### [What the exercise asks]
Begin with the first line of the listing and quote every line through the one containing "- keys appear"; give only those lines.

### [Provided material]

+ + + + +

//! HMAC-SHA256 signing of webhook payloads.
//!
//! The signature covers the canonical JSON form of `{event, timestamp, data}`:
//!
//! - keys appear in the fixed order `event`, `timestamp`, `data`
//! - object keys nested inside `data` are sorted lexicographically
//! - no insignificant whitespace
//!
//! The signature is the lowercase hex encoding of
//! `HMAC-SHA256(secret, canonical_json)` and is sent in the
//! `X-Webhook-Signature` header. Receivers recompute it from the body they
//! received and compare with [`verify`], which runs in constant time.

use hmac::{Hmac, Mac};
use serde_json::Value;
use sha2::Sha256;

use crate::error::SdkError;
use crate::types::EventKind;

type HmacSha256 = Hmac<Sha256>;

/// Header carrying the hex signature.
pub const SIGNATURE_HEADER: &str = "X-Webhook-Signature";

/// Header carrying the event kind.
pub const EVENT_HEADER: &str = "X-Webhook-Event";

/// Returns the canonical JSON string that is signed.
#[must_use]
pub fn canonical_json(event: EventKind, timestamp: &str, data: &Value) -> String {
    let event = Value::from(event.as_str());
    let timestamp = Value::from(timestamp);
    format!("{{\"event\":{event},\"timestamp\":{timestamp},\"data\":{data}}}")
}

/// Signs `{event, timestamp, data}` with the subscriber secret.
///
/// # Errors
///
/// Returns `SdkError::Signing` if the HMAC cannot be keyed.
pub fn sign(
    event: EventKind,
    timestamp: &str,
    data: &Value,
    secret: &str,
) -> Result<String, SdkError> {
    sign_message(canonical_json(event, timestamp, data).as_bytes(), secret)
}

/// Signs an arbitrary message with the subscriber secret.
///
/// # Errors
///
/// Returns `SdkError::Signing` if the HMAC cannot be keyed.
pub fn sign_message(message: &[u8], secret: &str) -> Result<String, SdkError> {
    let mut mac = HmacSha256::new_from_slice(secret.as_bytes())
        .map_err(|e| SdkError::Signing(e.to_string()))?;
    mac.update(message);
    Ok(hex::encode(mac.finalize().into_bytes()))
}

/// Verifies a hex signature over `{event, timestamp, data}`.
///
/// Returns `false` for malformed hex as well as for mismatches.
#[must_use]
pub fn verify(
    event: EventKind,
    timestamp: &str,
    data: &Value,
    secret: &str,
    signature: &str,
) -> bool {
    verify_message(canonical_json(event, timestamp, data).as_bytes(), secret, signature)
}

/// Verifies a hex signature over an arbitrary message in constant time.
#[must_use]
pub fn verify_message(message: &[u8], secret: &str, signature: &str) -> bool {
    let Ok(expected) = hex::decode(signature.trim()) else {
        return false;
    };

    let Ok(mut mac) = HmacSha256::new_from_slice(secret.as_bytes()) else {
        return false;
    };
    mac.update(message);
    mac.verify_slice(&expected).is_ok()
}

+ + + + +

### [Answer below]
//! HMAC-SHA256 signing of webhook payloads.
//!
//! The signature covers the canonical JSON form of `{event, timestamp, data}`:
//!
//! - keys appear in the fixed order `event`, `timestamp`, `data`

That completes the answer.